**YOUR INSTRUCTIONS:**
Look below. Copy each line that has "utils" in it.

**DATA FOR PROCESSING:**
━━━━━━━━━━━━━━━━━━━━━━━━━━━━━━

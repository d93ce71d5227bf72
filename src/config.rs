// src/config.rs

pub mod env;
pub mod file;

use self::file::load_or_create_external_config;
use crate::{
    cli::Cli,
    constants,
    error::AppResult,
    executor::ExecutorSettings,
    models::DownloadSettings,
    utils,
};
use serde::{Deserialize, Serialize};
use std::{path::PathBuf, time::Duration};

#[derive(Debug, Clone, PartialEq, Serialize, Deserialize)]
#[serde(default)]
pub struct ExecutorConfig {
    pub grace_secs: u64,
    pub tail_lines: usize,
    /// 长时间无输出时终止下载程序; 为空表示不限制
    #[serde(skip_serializing_if = "Option::is_none")]
    pub idle_timeout_secs: Option<u64>,
}

impl Default for ExecutorConfig {
    fn default() -> Self {
        Self {
            grace_secs: constants::executor::DEFAULT_GRACE.as_secs(),
            tail_lines: constants::executor::DEFAULT_TAIL_LINES,
            idle_timeout_secs: None,
        }
    }
}

/// `~/.audio-dl/config.json` 的内容。路径以字符串保存，读取时再展开 `~` 和环境变量。
#[derive(Debug, Clone, PartialEq, Serialize, Deserialize)]
#[serde(default)]
pub struct ExternalConfig {
    pub download_dir: String,
    #[serde(skip_serializing_if = "Option::is_none")]
    pub tmp_dir: Option<String>,
    pub yt_dlp_path: String,
    #[serde(skip_serializing_if = "Option::is_none")]
    pub ffmpeg_path: Option<String>,
    #[serde(skip_serializing_if = "Option::is_none")]
    pub cookies_path: Option<String>,
    pub audio_format: String,
    pub audio_quality: String,
    pub overwrite: bool,
    pub use_archive: bool,
    #[serde(skip_serializing_if = "Option::is_none")]
    pub archive_path: Option<String>,
    pub loudnorm: bool,
    pub embed_thumbnail: bool,
    pub parse_metadata: bool,
    pub strip_emojis: bool,
    pub executor: ExecutorConfig,
}

impl Default for ExternalConfig {
    fn default() -> Self {
        let defaults = DownloadSettings::default();
        Self {
            download_dir: constants::DEFAULT_SAVE_DIR.to_string(),
            tmp_dir: None,
            yt_dlp_path: constants::DEFAULT_YT_DLP.to_string(),
            ffmpeg_path: None,
            cookies_path: None,
            audio_format: defaults.audio_format,
            audio_quality: defaults.audio_quality,
            overwrite: defaults.overwrite,
            use_archive: defaults.use_archive,
            archive_path: None,
            loudnorm: defaults.loudnorm,
            embed_thumbnail: defaults.embed_thumbnail,
            parse_metadata: defaults.parse_metadata_artist_title,
            strip_emojis: defaults.strip_emojis,
            executor: ExecutorConfig::default(),
        }
    }
}

/// 合并完成的运行配置: 命令行 > 环境变量 > 配置文件 > 默认值
#[derive(Debug, Clone)]
pub struct AppConfig {
    pub download: DownloadSettings,
    pub yt_dlp_path: PathBuf,
    pub executor: ExecutorSettings,
    /// 强制使用的提供者
    pub provider_id: Option<String>,
}

fn non_empty_path(raw: Option<&str>) -> Option<PathBuf> {
    raw.map(str::trim)
        .filter(|s| !s.is_empty())
        .map(utils::expand_path)
}

impl AppConfig {
    pub fn new(args: &Cli) -> AppResult<Self> {
        let mut external = load_or_create_external_config(args.config.as_deref())?;
        env::apply_env_overrides(&mut external, |key| std::env::var(key).ok());
        Ok(Self::from_sources(external, args))
    }

    pub fn from_sources(external: ExternalConfig, args: &Cli) -> Self {
        let mut config = Self::from_external(external);
        config.apply_cli(args);
        config
    }

    pub fn from_external(external: ExternalConfig) -> Self {
        let download = DownloadSettings {
            output_dir: utils::expand_path(&external.download_dir),
            audio_format: external.audio_format.trim().to_lowercase(),
            audio_quality: external.audio_quality.trim().to_string(),
            overwrite: external.overwrite,
            cookies_path: non_empty_path(external.cookies_path.as_deref()),
            ffmpeg_path: non_empty_path(external.ffmpeg_path.as_deref()),
            tmp_dir: non_empty_path(external.tmp_dir.as_deref()),
            use_archive: external.use_archive,
            archive_path: non_empty_path(external.archive_path.as_deref()),
            loudnorm: external.loudnorm,
            embed_thumbnail: external.embed_thumbnail,
            parse_metadata_artist_title: external.parse_metadata,
            strip_emojis: external.strip_emojis,
        };
        let executor = ExecutorSettings {
            grace: Duration::from_secs(external.executor.grace_secs),
            tail_lines: external.executor.tail_lines,
            idle_timeout: external
                .executor
                .idle_timeout_secs
                .filter(|s| *s > 0)
                .map(Duration::from_secs),
            ..ExecutorSettings::default()
        };
        Self {
            download,
            yt_dlp_path: utils::expand_path(&external.yt_dlp_path),
            executor,
            provider_id: None,
        }
    }

    fn apply_cli(&mut self, args: &Cli) {
        let d = &mut self.download;
        if let Some(output) = &args.output {
            d.output_dir = output.clone();
        }
        if let Some(format) = &args.format {
            d.audio_format = format.trim().to_lowercase();
        }
        if let Some(quality) = &args.quality {
            d.audio_quality = quality.trim().to_string();
        }
        if args.overwrite {
            d.overwrite = true;
        }
        if args.no_archive {
            d.use_archive = false;
        }
        if let Some(archive) = &args.archive {
            d.archive_path = Some(archive.clone());
        }
        if args.loudnorm {
            d.loudnorm = true;
        }
        if args.embed_thumbnail {
            d.embed_thumbnail = true;
        }
        if args.no_parse_metadata {
            d.parse_metadata_artist_title = false;
        }
        if args.strip_emojis {
            d.strip_emojis = true;
        }
        if let Some(cookies) = &args.cookies {
            d.cookies_path = Some(cookies.clone());
        }
        if let Some(ffmpeg) = &args.ffmpeg {
            d.ffmpeg_path = Some(ffmpeg.clone());
        }
        if let Some(tmp) = &args.tmp_dir {
            d.tmp_dir = Some(tmp.clone());
        }
        if let Some(yt_dlp) = &args.yt_dlp {
            self.yt_dlp_path = yt_dlp.clone();
        }
        if let Some(secs) = args.idle_timeout {
            self.executor.idle_timeout = (secs > 0).then(|| Duration::from_secs(secs));
        }
        self.provider_id = args
            .provider
            .as_deref()
            .map(|p| p.trim().to_lowercase())
            .filter(|p| !p.is_empty());
    }
}

#[cfg(feature = "testing")]
impl Default for AppConfig {
    fn default() -> Self {
        Self::from_external(ExternalConfig::default())
    }
}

━━━━━━━━━━━━━━━━━━━━━━━━━━━━━━

**RESPONSE TO THIS EXERCISE:**
    utils,
        .map(utils::expand_path)
            output_dir: utils::expand_path(&external.download_dir),
            yt_dlp_path: utils::expand_path(&external.yt_dlp_path),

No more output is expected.